▶ PROMPT:
Every entry, from the first to the last, should be written out exactly.
□ □ □ □ □ □ □
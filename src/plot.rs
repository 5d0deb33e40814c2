// Copyright 2021 Twitter, Inc.
// Licensed under the Apache License, Version 2.0
// http://www.apache.org/licenses/LICENSE-2.0

use crate::chart::{Chart, Series, DEFAULT_SIZE};
use crate::error::{PlotError, Result};
use crate::table::Table;

use serde_derive::Deserialize;

use std::collections::HashSet;
use std::path::{Path, PathBuf};
use std::process::Command;

/// How a combined chart chooses its x-axis ticks when the input files were
/// measured at different thread counts.
#[derive(Copy, Clone, Debug, PartialEq, Eq, Deserialize)]
#[serde(rename_all = "lowercase")]
pub enum TickPolicy {
    /// Every file must contain the same set of thread counts as the first.
    Strict,
    /// Use every thread count seen in any file.
    Merge,
}

impl Default for TickPolicy {
    fn default() -> Self {
        TickPolicy::Strict
    }
}

/// Rendering options shared by every plot.
#[derive(Clone, Debug, PartialEq)]
pub struct PlotOptions {
    pub size: (u32, u32),
    pub ticks: TickPolicy,
    /// Command used to display single-file charts after they are written.
    pub viewer: Option<String>,
}

impl Default for PlotOptions {
    fn default() -> Self {
        Self {
            size: DEFAULT_SIZE,
            ticks: TickPolicy::default(),
            viewer: None,
        }
    }
}

/// One results file together with the method label used for its series.
#[derive(Clone, Debug, PartialEq, Deserialize)]
#[serde(deny_unknown_fields)]
pub struct Input {
    pub path: PathBuf,
    pub label: String,
}

impl Input {
    pub fn new(path: impl Into<PathBuf>, label: impl Into<String>) -> Self {
        Self {
            path: path.into(),
            label: label.into(),
        }
    }
}

/// Plot one line per dataset of a single results file and write it to
/// `output`. When a viewer is configured, it is launched on the image.
pub fn plot_speedups(
    path: impl AsRef<Path>,
    title: &str,
    output: impl AsRef<Path>,
    options: &PlotOptions,
) -> Result<Chart> {
    let table = Table::load(path)?;

    let mut chart = Chart::new(format!("Speedup vs. Number of Threads for {}", title));
    chart.size(options.size).ticks(table.threads());
    for group in table.groups() {
        chart.add_series(Series::new(group.dataset, group.points));
    }

    let output = output.as_ref();
    chart.save(output)?;
    info!("saved {}", output.display());

    if let Some(viewer) = &options.viewer {
        show(viewer, output);
    }

    Ok(chart)
}

/// Overlay the datasets of several results files on one chart. Each series
/// is labeled `"{label} - {dataset}"`.
pub fn combine_plot<P: AsRef<Path>, L: AsRef<str>>(
    paths: &[P],
    labels: &[L],
    title: &str,
    output: impl AsRef<Path>,
    options: &PlotOptions,
) -> Result<Chart> {
    if paths.len() != labels.len() {
        return Err(PlotError::LengthMismatch {
            paths: paths.len(),
            labels: labels.len(),
        });
    }
    if paths.is_empty() {
        return Err(PlotError::NoInputs);
    }

    // load everything before drawing so a bad file leaves no image behind
    let tables = paths
        .iter()
        .map(|path| Table::load(path))
        .collect::<Result<Vec<Table>>>()?;

    let mut chart = Chart::new(format!("Speedup Graph for {}", title));
    chart.size(options.size).ticks(ticks(&tables, options.ticks)?);
    for (table, label) in tables.iter().zip(labels) {
        for group in table.groups() {
            let name = format!("{} - {}", label.as_ref(), group.dataset);
            chart.add_series(Series::new(name, group.points));
        }
    }

    let output = output.as_ref();
    chart.save(output)?;
    info!("saved {}", output.display());

    Ok(chart)
}

/// Same as `combine_plot`, taking paired inputs.
pub fn combine_inputs(
    inputs: &[Input],
    title: &str,
    output: impl AsRef<Path>,
    options: &PlotOptions,
) -> Result<Chart> {
    let paths: Vec<&Path> = inputs.iter().map(|input| input.path.as_path()).collect();
    let labels: Vec<&str> = inputs.iter().map(|input| input.label.as_str()).collect();
    combine_plot(&paths, &labels, title, output, options)
}

fn ticks(tables: &[Table], policy: TickPolicy) -> Result<Vec<u32>> {
    let first = match tables.first() {
        Some(table) => table.threads(),
        None => return Ok(Vec::new()),
    };

    match policy {
        TickPolicy::Strict => {
            let expected: HashSet<u32> = first.iter().copied().collect();
            for table in &tables[1..] {
                let found = table.threads();
                let set: HashSet<u32> = found.iter().copied().collect();
                if set != expected {
                    return Err(PlotError::ThreadMismatch {
                        path: table.path().to_owned(),
                        expected: first,
                        found,
                    });
                }
            }
            Ok(first)
        }
        TickPolicy::Merge => {
            let mut seen = HashSet::new();
            Ok(tables
                .iter()
                .flat_map(|table| table.threads())
                .filter(|thread| seen.insert(*thread))
                .collect())
        }
    }
}

fn show(viewer: &str, image: &Path) {
    let mut parts = viewer.split_whitespace();
    let program = match parts.next() {
        Some(program) => program,
        None => return,
    };

    match Command::new(program).args(parts).arg(image).spawn() {
        // not waited on, the viewer is left running after we exit
        Ok(_child) => debug!("launched {} for {}", program, image.display()),
        Err(e) => warn!("could not display {}: {}", image.display(), e),
    }
}

#[cfg(test)]
mod tests {
    use super::*;

    fn table(name: &str, content: &'static str) -> Table {
        Table::from_reader(name, content.as_bytes()).unwrap()
    }

    #[test]
    fn strict_ticks_accept_reordered_threads() {
        let tables = vec![
            table("a", "Dataset,Thread,SpeedUp\nX,1,1.0\nX,2,1.9\nX,4,3.2\n"),
            table("b", "Dataset,Thread,SpeedUp\nX,4,3.0\nX,1,1.0\nX,2,1.7\n"),
        ];
        assert_eq!(ticks(&tables, TickPolicy::Strict).unwrap(), vec![1, 2, 4]);
    }

    #[test]
    fn strict_ticks_reject_mismatch() {
        let tables = vec![
            table("a", "Dataset,Thread,SpeedUp\nX,1,1.0\nX,2,1.9\n"),
            table("b", "Dataset,Thread,SpeedUp\nX,1,1.0\nX,8,4.0\n"),
        ];
        match ticks(&tables, TickPolicy::Strict) {
            Err(PlotError::ThreadMismatch {
                path,
                expected,
                found,
            }) => {
                assert_eq!(path, PathBuf::from("b"));
                assert_eq!(expected, vec![1, 2]);
                assert_eq!(found, vec![1, 8]);
            }
            other => panic!("unexpected result: {:?}", other),
        }
    }

    #[test]
    fn merged_ticks_union_in_order() {
        let tables = vec![
            table("a", "Dataset,Thread,SpeedUp\nX,1,1.0\nX,2,1.9\n"),
            table("b", "Dataset,Thread,SpeedUp\nX,1,1.0\nX,8,4.0\nX,2,1.8\n"),
        ];
        assert_eq!(ticks(&tables, TickPolicy::Merge).unwrap(), vec![1, 2, 8]);
    }

    #[test]
    fn length_mismatch() {
        let result = combine_plot(
            &["a.txt", "b.txt"],
            &["A"],
            "test",
            "unused.png",
            &PlotOptions::default(),
        );
        assert!(matches!(
            result,
            Err(PlotError::LengthMismatch { paths: 2, labels: 1 })
        ));
    }

    #[test]
    fn no_inputs() {
        let paths: [&str; 0] = [];
        let labels: [&str; 0] = [];
        let result = combine_plot(&paths, &labels, "test", "unused.png", &PlotOptions::default());
        assert!(matches!(result, Err(PlotError::NoInputs)));
    }

    #[test]
    fn tick_policy_names() {
        #[derive(Deserialize)]
        struct Wrapper {
            ticks: TickPolicy,
        }
        let wrapper: Wrapper = toml::from_str("ticks = \"merge\"").unwrap();
        assert_eq!(wrapper.ticks, TickPolicy::Merge);
    }
}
□ □ □ □ □ □ □
▶ EXPECTED ANSWER:
filename src/plot.rs
repository 5d0deb33e40814c2
// Copyright 2021 Twitter, Inc.
// Licensed under the Apache License, Version 2.0
// http://www.apache.org/licenses/LICENSE-2.0

use crate::chart::{Chart, Series, DEFAULT_SIZE};
use crate::error::{PlotError, Result};
use crate::table::Table;

use serde_derive::Deserialize;

use std::collections::HashSet;
use std::path::{Path, PathBuf};
use std::process::Command;

/// How a combined chart chooses its x-axis ticks when the input files were
/// measured at different thread counts.
#[derive(Copy, Clone, Debug, PartialEq, Eq, Deserialize)]
#[serde(rename_all = "lowercase")]
pub enum TickPolicy {
    /// Every file must contain the same set of thread counts as the first.
    Strict,
    /// Use every thread count seen in any file.
    Merge,
}

impl Default for TickPolicy {
    fn default() -> Self {
        TickPolicy::Strict
    }
}

/// Rendering options shared by every plot.
#[derive(Clone, Debug, PartialEq)]
pub struct PlotOptions {
    pub size: (u32, u32),
    pub ticks: TickPolicy,
    /// Command used to display single-file charts after they are written.
    pub viewer: Option<String>,
}

impl Default for PlotOptions {
    fn default() -> Self {
        Self {
            size: DEFAULT_SIZE,
            ticks: TickPolicy::default(),
            viewer: None,
        }
    }
}

/// One results file together with the method label used for its series.
#[derive(Clone, Debug, PartialEq, Deserialize)]
#[serde(deny_unknown_fields)]
pub struct Input {
    pub path: PathBuf,
    pub label: String,
}

impl Input {
    pub fn new(path: impl Into<PathBuf>, label: impl Into<String>) -> Self {
        Self {
            path: path.into(),
            label: label.into(),
        }
    }
}

/// Plot one line per dataset of a single results file and write it to
/// `output`. When a viewer is configured, it is launched on the image.
pub fn plot_speedups(
    path: impl AsRef<Path>,
    title: &str,
    output: impl AsRef<Path>,
    options: &PlotOptions,
) -> Result<Chart> {
    let table = Table::load(path)?;

    let mut chart = Chart::new(format!("Speedup vs. Number of Threads for {}", title));
    chart.size(options.size).ticks(table.threads());
    for group in table.groups() {
        chart.add_series(Series::new(group.dataset, group.points));
    }

    let output = output.as_ref();
    chart.save(output)?;
    info!("saved {}", output.display());

    if let Some(viewer) = &options.viewer {
        show(viewer, output);
    }

    Ok(chart)
}

/// Overlay the datasets of several results files on one chart. Each series
/// is labeled `"{label} - {dataset}"`.
pub fn combine_plot<P: AsRef<Path>, L: AsRef<str>>(
    paths: &[P],
    labels: &[L],
    title: &str,
    output: impl AsRef<Path>,
    options: &PlotOptions,
) -> Result<Chart> {
    if paths.len() != labels.len() {
        return Err(PlotError::LengthMismatch {
            paths: paths.len(),
            labels: labels.len(),
        });
    }
    if paths.is_empty() {
        return Err(PlotError::NoInputs);
    }

    // load everything before drawing so a bad file leaves no image behind
    let tables = paths
        .iter()
        .map(|path| Table::load(path))
        .collect::<Result<Vec<Table>>>()?;

    let mut chart = Chart::new(format!("Speedup Graph for {}", title));
    chart.size(options.size).ticks(ticks(&tables, options.ticks)?);
    for (table, label) in tables.iter().zip(labels) {
        for group in table.groups() {
            let name = format!("{} - {}", label.as_ref(), group.dataset);
            chart.add_series(Series::new(name, group.points));
        }
    }

    let output = output.as_ref();
    chart.save(output)?;
    info!("saved {}", output.display());

    Ok(chart)
}

/// Same as `combine_plot`, taking paired inputs.
pub fn combine_inputs(
    inputs: &[Input],
    title: &str,
    output: impl AsRef<Path>,
    options: &PlotOptions,
) -> Result<Chart> {
    let paths: Vec<&Path> = inputs.iter().map(|input| input.path.as_path()).collect();
    let labels: Vec<&str> = inputs.iter().map(|input| input.label.as_str()).collect();
    combine_plot(&paths, &labels, title, output, options)
}

fn ticks(tables: &[Table], policy: TickPolicy) -> Result<Vec<u32>> {
    let first = match tables.first() {
        Some(table) => table.threads(),
        None => return Ok(Vec::new()),
    };

    match policy {
        TickPolicy::Strict => {
            let expected: HashSet<u32> = first.iter().copied().collect();
            for table in &tables[1..] {
                let found = table.threads();
                let set: HashSet<u32> = found.iter().copied().collect();
                if set != expected {
                    return Err(PlotError::ThreadMismatch {
                        path: table.path().to_owned(),
                        expected: first,
                        found,
                    });
                }
            }
            Ok(first)
        }
        TickPolicy::Merge => {
            let mut seen = HashSet::new();
            Ok(tables
                .iter()
                .flat_map(|table| table.threads())
                .filter(|thread| seen.insert(*thread))
                .collect())
        }
    }
}

fn show(viewer: &str, image: &Path) {
    let mut parts = viewer.split_whitespace();
    let program = match parts.next() {
        Some(program) => program,
        None => return,
    };

    match Command::new(program).args(parts).arg(image).spawn() {
        // not waited on, the viewer is left running after we exit
        Ok(_child) => debug!("launched {} for {}", program, image.display()),
        Err(e) => warn!("could not display {}: {}", image.display(), e),
    }
}

#[cfg(test)]
mod tests {
    use super::*;

    fn table(name: &str, content: &'static str) -> Table {
        Table::from_reader(name, content.as_bytes()).unwrap()
    }

    #[test]
    fn strict_ticks_accept_reordered_threads() {
        let tables = vec![
            table("a", "Dataset,Thread,SpeedUp\nX,1,1.0\nX,2,1.9\nX,4,3.2\n"),
            table("b", "Dataset,Thread,SpeedUp\nX,4,3.0\nX,1,1.0\nX,2,1.7\n"),
        ];
        assert_eq!(ticks(&tables, TickPolicy::Strict).unwrap(), vec![1, 2, 4]);
    }

    #[test]
    fn strict_ticks_reject_mismatch() {
        let tables = vec![
            table("a", "Dataset,Thread,SpeedUp\nX,1,1.0\nX,2,1.9\n"),
            table("b", "Dataset,Thread,SpeedUp\nX,1,1.0\nX,8,4.0\n"),
        ];
        match ticks(&tables, TickPolicy::Strict) {
            Err(PlotError::ThreadMismatch {
                path,
                expected,
                found,
            }) => {
                assert_eq!(path, PathBuf::from("b"));
                assert_eq!(expected, vec![1, 2]);
                assert_eq!(found, vec![1, 8]);
            }
            other => panic!("unexpected result: {:?}", other),
        }
    }

    #[test]
    fn merged_ticks_union_in_order() {
        let tables = vec![
            table("a", "Dataset,Thread,SpeedUp\nX,1,1.0\nX,2,1.9\n"),
            table("b", "Dataset,Thread,SpeedUp\nX,1,1.0\nX,8,4.0\nX,2,1.8\n"),
        ];
        assert_eq!(ticks(&tables, TickPolicy::Merge).unwrap(), vec![1, 2, 8]);
    }

    #[test]
    fn length_mismatch() {
        let result = combine_plot(
            &["a.txt", "b.txt"],
            &["A"],
            "test",
            "unused.png",
            &PlotOptions::default(),
        );
        assert!(matches!(
            result,
            Err(PlotError::LengthMismatch { paths: 2, labels: 1 })
        ));
    }

    #[test]
    fn no_inputs() {
        let paths: [&str; 0] = [];
        let labels: [&str; 0] = [];
        let result = combine_plot(&paths, &labels, "test", "unused.png", &PlotOptions::default());
        assert!(matches!(result, Err(PlotError::NoInputs)));
    }

    #[test]
    fn tick_policy_names() {
        #[derive(Deserialize)]
        struct Wrapper {
            ticks: TickPolicy,
        }
        let wrapper: Wrapper = toml::from_str("ticks = \"merge\"").unwrap();
        assert_eq!(wrapper.ticks, TickPolicy::Merge);
    }
}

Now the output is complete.